In marked contrast to most last-lap duels of its type, nobody got wrecked Sunday. Nobody ended their day in the gravel travel trap or tire barrier, victimized by the neanderthal tactics that have somehow become an accepted part of our sport.

“That was a ton of fun,” said Blaney afterward. “We raced hard and clean. That’s how racing should be.”

“I tried hard and came in second,” said a disappointed Quiroga. “Blaney was in front of us (and) I tried really hard to make him make a mistake, but he didn’t. He got a really good run off the corner and beat us.
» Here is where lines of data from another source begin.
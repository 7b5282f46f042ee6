//! Serializable view of everything a side panel shows.

use serde::Serialize;

use crate::lines::LineCatalog;
use crate::map::style::to_hex;
use crate::session::{DirectionListing, RouteSelection};
use crate::theme::BaseLayer;

#[derive(Clone, Debug, PartialEq, Serialize)]
pub struct GroupPanel {
    pub index: usize,
    pub key: String,
    pub label: String,
    pub visible: bool,
    pub colors: Vec<String>,
    pub directions: Vec<String>,
}

#[derive(Clone, Debug, Default, PartialEq, Serialize)]
#[serde(tag = "state", rename_all = "snake_case")]
pub enum RoutePanel {
    #[default]
    Closed,
    Loading {
        line: String,
    },
    Rendered {
        line: String,
        groups: Vec<GroupPanel>,
        directions: Vec<DirectionListing>,
    },
    Unavailable {
        line: String,
        error: String,
        #[serde(skip_serializing_if = "Option::is_none")]
        source: Option<String>,
    },
}

impl RoutePanel {
    pub fn capture(selection: &RouteSelection) -> Self {
        if let Some(line) = selection.pending() {
            return RoutePanel::Loading {
                line: line.to_string(),
            };
        }
        if let Some(unavailable) = selection.unavailable() {
            return RoutePanel::Unavailable {
                line: unavailable.line.to_string(),
                error: unavailable.error.clone(),
                source: unavailable.source.clone(),
            };
        }
        let Some(session) = selection.active() else {
            return RoutePanel::Closed;
        };
        RoutePanel::Rendered {
            line: session.line().to_string(),
            groups: session
                .groups()
                .iter()
                .enumerate()
                .map(|(index, group)| GroupPanel {
                    index,
                    key: group.key().to_string(),
                    label: group.label().to_string(),
                    visible: group.is_visible(),
                    colors: group.colors().map(to_hex).collect(),
                    directions: group.direction_names().map(str::to_string).collect(),
                })
                .collect(),
            directions: session.listing().to_vec(),
        }
    }
}

#[derive(Clone, Debug, Default, PartialEq, Serialize)]
pub struct PanelSnapshot {
    pub lines: LineCatalog,
    pub selected_line: Option<String>,
    pub route: RoutePanel,
    pub vehicles_drawn: usize,
    pub base_layer: Option<BaseLayer>,
}
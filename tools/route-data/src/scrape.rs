//! Timetable scraper for wroclaw.pl.
//!
//! The timetable index lists line links under one `h2.titleSection` header
//! per vehicle kind. Each line page holds one `div.accordionContent` per
//! direction, with the direction's terminals and its ordered stops.

use std::time::Duration;

use anyhow::{Context, Result, anyhow, bail};
use mpk_transit::api_types::VehicleKind;
use mpk_transit::catalog::{CatalogDirection, CatalogLine, CatalogStop, RouteCatalog};
use regex::Regex;
use scraper::{ElementRef, Html, Selector};
use serde_json::Map;

pub const BASE_URL: &str = "https://www.wroclaw.pl";
pub const TIMETABLE_PATH: &str = "/komunikacja/rozklady-jazdy";

/// Street recorded for stops whose page shows none
pub const UNKNOWN_STREET: &str = "N/A";

const SECTIONS: [(&str, VehicleKind); 2] = [
    ("Tramwaj", VehicleKind::Tram),
    ("Autobus dzienny", VehicleKind::Bus),
];

#[derive(Debug, Clone, PartialEq, Eq)]
pub struct LineLink {
    pub url: String,
    pub kind: VehicleKind,
}

fn selector(css: &str) -> Result<Selector> {
    Selector::parse(css).map_err(|e| anyhow!("Invalid selector {css:?}: {e}"))
}

/// Concatenated text with every fragment trimmed
fn text_of(element: ElementRef<'_>) -> String {
    element.text().map(str::trim).collect()
}

fn has_class(element: &ElementRef<'_>, class: &str) -> bool {
    element.value().classes().any(|c| c == class)
}

pub struct TimetableParser {
    section_header: Selector,
    line_link: Selector,
    direction_block: Selector,
    direction_label: Selector,
    direction_part: Selector,
    stop_list: Selector,
    stop_item: Selector,
    stop_name: Selector,
    stop_street: Selector,
    line_name: Regex,
}

impl TimetableParser {
    pub fn new() -> Result<Self> {
        Ok(Self {
            section_header: selector("h2.titleSection")?,
            line_link: selector(r#"a[href*="/komunikacja/linia-"]"#)?,
            direction_block: selector("div.accordionContent")?,
            direction_label: selector("div.busDirection")?,
            direction_part: selector("span")?,
            stop_list: selector("ul.accordionList")?,
            stop_item: selector("li.listItem")?,
            stop_name: selector("a.label")?,
            stop_street: selector("span.topLabel")?,
            line_name: Regex::new(r"linia-([a-zA-Z0-9]+)-wroclaw")?,
        })
    }

    /// Line page links of the tram and day-bus sections, sorted by url
    pub fn line_links(&self, index_html: &str, base_url: &str) -> Vec<LineLink> {
        let document = Html::parse_document(index_html);
        let mut links = Vec::new();

        for (title, kind) in SECTIONS {
            let Some(header) = document
                .select(&self.section_header)
                .find(|header| text_of(*header) == title)
            else {
                log::warn!("No '{title}' section on the timetable page");
                continue;
            };
            let Some(list) = header
                .next_siblings()
                .filter_map(ElementRef::wrap)
                .find(|e| e.value().name() == "ul" && has_class(e, "busTimetableList"))
            else {
                log::warn!("'{title}' section has no line list");
                continue;
            };

            for anchor in list.select(&self.line_link) {
                let Some(href) = anchor.value().attr("href") else {
                    continue;
                };
                let url = if href.starts_with('/') {
                    format!("{base_url}{href}")
                } else {
                    href.to_string()
                };
                links.push(LineLink { url, kind });
            }
        }

        links.sort_by(|a, b| a.url.cmp(&b.url));
        links.dedup();
        links
    }

    pub fn line_name(&self, url: &str) -> Option<String> {
        self.line_name
            .captures(url)
            .map(|captures| captures[1].to_string())
    }

    /// Directions of a line page. `None` when the page has no direction
    /// blocks at all; directions without a name or stops are dropped.
    pub fn directions(&self, line_html: &str) -> Option<Vec<CatalogDirection>> {
        let document = Html::parse_document(line_html);
        let blocks: Vec<_> = document.select(&self.direction_block).collect();
        if blocks.is_empty() {
            return None;
        }
        Some(blocks.into_iter().filter_map(|block| self.direction(block)).collect())
    }

    fn direction(&self, block: ElementRef<'_>) -> Option<CatalogDirection> {
        let label = block.select(&self.direction_label).next()?;
        let parts: Vec<String> = label
            .select(&self.direction_part)
            .map(text_of)
            .filter(|part| !part.is_empty())
            .collect();
        if parts.is_empty() {
            return None;
        }

        let list = block.select(&self.stop_list).next()?;
        let stops: Vec<_> = list
            .select(&self.stop_item)
            .filter_map(|item| self.stop(item))
            .collect();
        if stops.is_empty() {
            return None;
        }

        Some(CatalogDirection {
            direction_name: parts.join(" -> "),
            kind: None,
            stops,
            extra: Map::new(),
        })
    }

    fn stop(&self, item: ElementRef<'_>) -> Option<CatalogStop> {
        let name = text_of(item.select(&self.stop_name).next()?);
        if name.is_empty() {
            return None;
        }
        let street = item
            .select(&self.stop_street)
            .next()
            .map(|span| text_of(span).replace(['(', ')'], ""))
            .unwrap_or_else(|| UNKNOWN_STREET.to_string());

        Some(CatalogStop {
            id: None,
            name,
            street: Some(street),
            lat: None,
            lon: None,
            extra: Map::new(),
        })
    }
}

pub struct Scraper {
    client: reqwest::Client,
    parser: TimetableParser,
    base_url: String,
    delay: Duration,
}

impl Scraper {
    pub fn new(base_url: &str, delay: Duration, timeout: Duration) -> Result<Self> {
        let client = reqwest::Client::builder()
            .user_agent(concat!("route-data/", env!("CARGO_PKG_VERSION")))
            .timeout(timeout)
            .build()?;
        Ok(Self {
            client,
            parser: TimetableParser::new()?,
            base_url: base_url.trim_end_matches('/').to_string(),
            delay,
        })
    }

    async fn fetch(&self, url: &str) -> Result<String> {
        let response = self.client.get(url).send().await?.error_for_status()?;
        Ok(response.text().await?)
    }

    /// Scrape every line into a fresh catalog. Lines whose page cannot be
    /// fetched or has no direction blocks are left out.
    pub async fn scrape(&self) -> Result<RouteCatalog> {
        let index_url = format!("{}{TIMETABLE_PATH}", self.base_url);
        let index = self
            .fetch(&index_url)
            .await
            .with_context(|| format!("Failed to fetch {index_url}"))?;

        let links = self.parser.line_links(&index, &self.base_url);
        if links.is_empty() {
            bail!("No line links found on {index_url}");
        }
        log::info!("Found {} line links", links.len());

        let mut catalog = RouteCatalog::new();
        for link in &links {
            if let Some((name, line)) = self.scrape_line(link).await {
                catalog.insert(name, line);
            }
            tokio::time::sleep(self.delay).await;
        }
        Ok(catalog)
    }

    async fn scrape_line(&self, link: &LineLink) -> Option<(String, CatalogLine)> {
        let Some(name) = self.parser.line_name(&link.url) else {
            log::warn!("Could not extract a line name from {}", link.url);
            return None;
        };
        log::info!("Scraping line {name} ({}) from {}", link.kind, link.url);

        let html = match self.fetch(&link.url).await {
            Ok(html) => html,
            Err(e) => {
                log::warn!("Failed to fetch line {name}: {e:#}");
                return None;
            }
        };
        let Some(directions) = self.parser.directions(&html) else {
            log::warn!("No route information on the page of line {name}");
            return None;
        };
        log::debug!("Line {name}: {} directions", directions.len());

        Some((
            name,
            CatalogLine {
                kind: Some(link.kind.to_string()),
                directions,
                source: None,
                extra: Map::new(),
            },
        ))
    }
}
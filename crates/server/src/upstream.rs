//! Live positions from the MPK Wrocław vehicle feed.
//!
//! The feed is queried with a form body naming every line of interest,
//! `busList[<kind>][]=<line>`, and answers with records where `x` is the
//! latitude, `y` the longitude and `k` the course number.

use std::time::Duration;

use mpk_transit::api_types::{LineSummary, RouteResponse, VehicleKind, VehicleRecord};
use mpk_transit::{BoxFuture, LineIdentifier, Result, StaticTransitProvider, TransitError, TransitSource};
use serde::Deserialize;

pub const DEFAULT_FEED_URL: &str = "https://mpk.wroc.pl/bus_position";

#[derive(Debug, Deserialize)]
struct FeedRecord {
    name: String,
    #[serde(rename = "type")]
    kind: String,
    x: f64,
    y: f64,
    #[serde(default)]
    k: Option<serde_json::Value>,
}

impl FeedRecord {
    fn into_vehicle(self) -> Option<VehicleRecord> {
        let Ok(kind) = self.kind.parse::<VehicleKind>() else {
            tracing::debug!(kind = %self.kind, line = %self.name, "Skipping vehicle of unknown type");
            return None;
        };
        let id = self.k.map(|k| match k {
            serde_json::Value::String(s) => s,
            other => other.to_string(),
        });
        Some(VehicleRecord {
            id,
            lat: self.x,
            lon: self.y,
            line: self.name,
            kind,
        })
    }
}

/// Form fields asking the feed for every line
pub fn request_form(lines: &[LineSummary]) -> Vec<(String, String)> {
    lines
        .iter()
        .map(|summary| (format!("busList[{}][]", summary.kind), summary.line.to_lowercase()))
        .collect()
}

pub fn decode_positions(bytes: &[u8]) -> Result<Vec<VehicleRecord>> {
    let records: Vec<FeedRecord> = serde_json::from_slice(bytes)?;
    Ok(records.into_iter().filter_map(FeedRecord::into_vehicle).collect())
}

/// Routes from the catalog, vehicles from the live feed
pub struct MpkLiveSource {
    catalog: StaticTransitProvider,
    lines: Vec<LineSummary>,
    client: reqwest::Client,
    feed_url: String,
}

impl MpkLiveSource {
    pub fn new(catalog: StaticTransitProvider, lines: Vec<LineSummary>, feed_url: impl Into<String>, timeout: Duration) -> Result<Self> {
        let client = reqwest::Client::builder()
            .user_agent(concat!("mpk-viewer-server/", env!("CARGO_PKG_VERSION")))
            .timeout(timeout)
            .build()
            .map_err(|e| TransitError::Request(e.to_string()))?;
        Ok(Self {
            catalog,
            lines,
            client,
            feed_url: feed_url.into(),
        })
    }

    async fn fetch_positions(&self) -> Result<Vec<VehicleRecord>> {
        let response = self
            .client
            .post(&self.feed_url)
            .form(&request_form(&self.lines))
            .send()
            .await
            .map_err(|e| TransitError::Request(e.to_string()))?;

        let status = response.status();
        let body = response
            .bytes()
            .await
            .map_err(|e| TransitError::Request(e.to_string()))?;
        if !status.is_success() {
            return Err(TransitError::Status {
                status: status.as_u16(),
                url: self.feed_url.clone(),
                body: body.to_vec(),
            });
        }

        let vehicles = decode_positions(&body)?;
        tracing::debug!(count = vehicles.len(), "Fetched live positions");
        Ok(vehicles)
    }
}

impl TransitSource for MpkLiveSource {
    fn vehicles(&self) -> BoxFuture<'_, Result<Vec<VehicleRecord>>> {
        Box::pin(self.fetch_positions())
    }

    fn lines(&self) -> BoxFuture<'_, Result<Vec<LineSummary>>> {
        self.catalog.lines()
    }

    fn route<'a>(&'a self, line: &'a LineIdentifier) -> BoxFuture<'a, Result<RouteResponse>> {
        self.catalog.route(line)
    }
}
//! In-memory map surface.
//!
//! [`LayerStore`] keeps every drawable the viewer has put on the map and
//! the current viewport. Front ends render from it (the viewer binary
//! serves it as GeoJSON), and tests inspect it directly.

use std::collections::BTreeMap;
use std::sync::{Arc, Mutex, MutexGuard};

use geo::{Point, Rect};
use geojson::{Feature, FeatureCollection, Geometry, JsonObject, JsonValue};
use serde::Serialize;

use super::style::to_hex;
use super::{Drawable, DrawableHandle, MapSurface, MarkerStyle, PathStyle};
use crate::theme::BaseLayer;

#[derive(Clone, Copy, Debug, PartialEq)]
pub enum Viewport {
    Center { center: Point, zoom: u8 },
    Bounds(Rect),
}

#[derive(Serialize)]
#[serde(tag = "kind", rename_all = "snake_case")]
enum ViewportJson {
    Center { lat: f64, lon: f64, zoom: u8 },
    Bounds { south: f64, west: f64, north: f64, east: f64 },
}

impl From<Viewport> for ViewportJson {
    fn from(viewport: Viewport) -> Self {
        match viewport {
            Viewport::Center { center, zoom } => ViewportJson::Center {
                lat: center.y(),
                lon: center.x(),
                zoom,
            },
            Viewport::Bounds(rect) => ViewportJson::Bounds {
                south: rect.min().y,
                west: rect.min().x,
                north: rect.max().y,
                east: rect.max().x,
            },
        }
    }
}

#[derive(Debug)]
pub struct LayerStore {
    next_id: u64,
    drawables: BTreeMap<u64, Drawable>,
    viewport: Viewport,
}

impl LayerStore {
    pub fn new(center: Point, zoom: u8) -> Self {
        Self {
            next_id: 0,
            drawables: BTreeMap::new(),
            viewport: Viewport::Center { center, zoom },
        }
    }

    pub fn len(&self) -> usize {
        self.drawables.len()
    }

    pub fn is_empty(&self) -> bool {
        self.drawables.is_empty()
    }

    pub fn contains(&self, handle: &DrawableHandle) -> bool {
        self.drawables.contains_key(&handle.id())
    }

    pub fn viewport(&self) -> Viewport {
        self.viewport
    }

    pub fn tile_layers(&self) -> Vec<BaseLayer> {
        self.drawables
            .values()
            .filter_map(|d| match d {
                Drawable::TileLayer(layer) => Some(*layer),
                _ => None,
            })
            .collect()
    }

    pub fn polylines(&self) -> impl Iterator<Item = (&geo::LineString, &PathStyle)> {
        self.drawables.values().filter_map(|d| match d {
            Drawable::Polyline { path, style } => Some((path, style)),
            _ => None,
        })
    }

    pub fn markers(&self) -> impl Iterator<Item = (&Point, &MarkerStyle, Option<&str>)> {
        self.drawables.values().filter_map(|d| match d {
            Drawable::Marker {
                position,
                style,
                popup,
            } => Some((position, style, popup.as_deref())),
            _ => None,
        })
    }

    pub fn to_geojson(&self) -> FeatureCollection {
        let features = self
            .drawables
            .iter()
            .map(|(id, drawable)| feature(*id, drawable))
            .collect();

        let mut foreign_members = JsonObject::new();
        if let Ok(viewport) = serde_json::to_value(ViewportJson::from(self.viewport)) {
            foreign_members.insert("viewport".into(), viewport);
        }

        FeatureCollection {
            bbox: None,
            features,
            foreign_members: Some(foreign_members),
        }
    }
}

fn feature(id: u64, drawable: &Drawable) -> Feature {
    let mut properties = JsonObject::new();
    properties.insert("id".into(), JsonValue::from(id));

    let geometry = match drawable {
        Drawable::TileLayer(layer) => {
            properties.insert("kind".into(), "tile_layer".into());
            properties.insert("layer".into(), layer.to_string().into());
            properties.insert("url".into(), layer.tile_url().into());
            properties.insert("attribution".into(), layer.attribution().into());
            None
        }
        Drawable::Polyline { path, style } => {
            properties.insert("kind".into(), "polyline".into());
            properties.insert("color".into(), to_hex(style.color).into());
            properties.insert("weight".into(), JsonValue::from(style.weight));
            properties.insert("opacity".into(), JsonValue::from(style.opacity));
            // A LineString needs two positions
            if path.0.len() < 2 {
                properties.insert("empty".into(), true.into());
                None
            } else {
                Some(Geometry::new(geojson::Value::from(path)))
            }
        }
        Drawable::Marker {
            position,
            style,
            popup,
        } => {
            properties.insert("kind".into(), "marker".into());
            properties.insert("radius".into(), JsonValue::from(style.radius));
            properties.insert("fill".into(), to_hex(style.fill).into());
            properties.insert("fill_opacity".into(), JsonValue::from(style.fill_opacity));
            properties.insert("border_color".into(), to_hex(style.border_color).into());
            properties.insert("border_width".into(), JsonValue::from(style.border_width));
            if let Some(popup) = popup {
                properties.insert("popup".into(), popup.as_str().into());
            }
            Some(Geometry::new(geojson::Value::from(position)))
        }
    };

    Feature {
        bbox: None,
        geometry,
        id: None,
        properties: Some(properties),
        foreign_members: None,
    }
}

impl MapSurface for LayerStore {
    fn add(&mut self, drawable: Drawable) -> DrawableHandle {
        let id = self.next_id;
        self.next_id += 1;
        self.drawables.insert(id, drawable);
        DrawableHandle::from_raw(id)
    }

    fn remove(&mut self, handle: DrawableHandle) {
        if self.drawables.remove(&handle.id()).is_none() {
            tracing::warn!(id = handle.id(), "Removing a drawable that is not on the map");
        }
    }

    fn fit_bounds(&mut self, bounds: Rect) {
        self.viewport = Viewport::Bounds(bounds);
    }
}

/// A [`LayerStore`] shared between the live map loop and whoever renders it
#[derive(Clone, Debug)]
pub struct SharedLayerStore(Arc<Mutex<LayerStore>>);

impl SharedLayerStore {
    pub fn new(store: LayerStore) -> Self {
        Self(Arc::new(Mutex::new(store)))
    }

    pub fn lock(&self) -> MutexGuard<'_, LayerStore> {
        self.0.lock().unwrap_or_else(|e| e.into_inner())
    }
}

impl MapSurface for SharedLayerStore {
    fn add(&mut self, drawable: Drawable) -> DrawableHandle {
        self.lock().add(drawable)
    }

    fn remove(&mut self, handle: DrawableHandle) {
        self.lock().remove(handle)
    }

    fn fit_bounds(&mut self, bounds: Rect) {
        self.lock().fit_bounds(bounds)
    }
}
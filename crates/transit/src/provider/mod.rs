//! Transit data providers.

pub mod remote;
pub mod static_provider;

pub use remote::RemoteTransitSource;
pub use static_provider::StaticTransitProvider;
//! Type-safe line identifiers.
//!
//! Identifiers use Arc<str> so they can be cloned into every marker
//! and fetch ticket without copying the string.

use std::fmt;
use std::hash::{Hash, Hasher};
use std::sync::Arc;

macro_rules! impl_identifier {
    ($name:ident) => {
        #[derive(Clone, Debug)]
        pub struct $name(Arc<str>);

        impl $name {
            pub fn new(s: impl AsRef<str>) -> Self {
                Self(s.as_ref().into())
            }

            pub fn as_str(&self) -> &str {
                &self.0
            }
        }

        impl PartialEq for $name {
            fn eq(&self, other: &Self) -> bool {
                Arc::ptr_eq(&self.0, &other.0) || self.0 == other.0
            }
        }

        impl Eq for $name {}

        impl Hash for $name {
            fn hash<H: Hasher>(&self, state: &mut H) {
                self.0.hash(state);
            }
        }

        impl fmt::Display for $name {
            fn fmt(&self, f: &mut fmt::Formatter<'_>) -> fmt::Result {
                write!(f, "{}", self.0)
            }
        }

        impl From<String> for $name {
            fn from(s: String) -> Self {
                Self::new(s)
            }
        }

        impl From<&str> for $name {
            fn from(s: &str) -> Self {
                Self::new(s)
            }
        }

        impl serde::Serialize for $name {
            fn serialize<S: serde::Serializer>(&self, serializer: S) -> Result<S::Ok, S::Error> {
                serializer.serialize_str(&self.0)
            }
        }
    };
}

impl_identifier!(LineIdentifier);

impl LineIdentifier {
    /// Whether a vehicle's `line` field refers to this line
    pub fn matches(&self, line: &str) -> bool {
        &*self.0 == line
    }
}

#[cfg(test)]
mod tests {
    use super::*;

    #[test]
    fn test_identifier_equality() {
        let id1 = LineIdentifier::new("10");
        let id2 = LineIdentifier::new("10");
        let id3 = id1.clone();

        assert_eq!(id1, id2);
        assert_eq!(id1, id3);
        assert!(Arc::ptr_eq(&id1.0, &id3.0)); // Clone shares Arc
    }

    #[test]
    fn test_identifier_hash() {
        use std::collections::HashMap;

        let mut map = HashMap::new();
        map.insert(LineIdentifier::new("D"), 42);

        assert_eq!(map.get(&LineIdentifier::new("D")), Some(&42));
    }

    #[test]
    fn test_identifier_display() {
        let id = LineIdentifier::new("A");
        assert_eq!(format!("{}", id), "A");
    }

    #[test]
    fn test_line_matches_vehicle_line() {
        let line = LineIdentifier::new("33");
        assert!(line.matches("33"));
        assert!(!line.matches("330"));
    }

    #[test]
    fn test_identifier_serializes_as_string() {
        let id: LineIdentifier = "146".into();
        assert_eq!(serde_json::to_string(&id).unwrap(), "\"146\"");
    }
}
I’m going to keep on trying.”

Quiroga (R) led late...
Sunday’s Blaney/Quiroga duel should be mandatory viewing at every Sprint Cup, Nationwide and Camping World Truck Series drivers meeting for the remainder for the season, if only to prove that the concepts of sportsmanship and fair play are not dead, after all.

Wrecking the leader on the final lap requires no special talent. In fact, it is the most knuckleheaded, ham-handed maneuver in all of motorsports. Sadly, it is also the most common. Entry level drivers at short tracks across the nation routinely use the “chrome horn” to strong arm their way to the checkered flag, after seeing their heroes do it on national television, week after week. Just like the NASCAR stars, they climb from their cars in Victory Lane and act like they’ve done something worthy of celebration, spouting the unconscionable “I did what I had to do” excuse. 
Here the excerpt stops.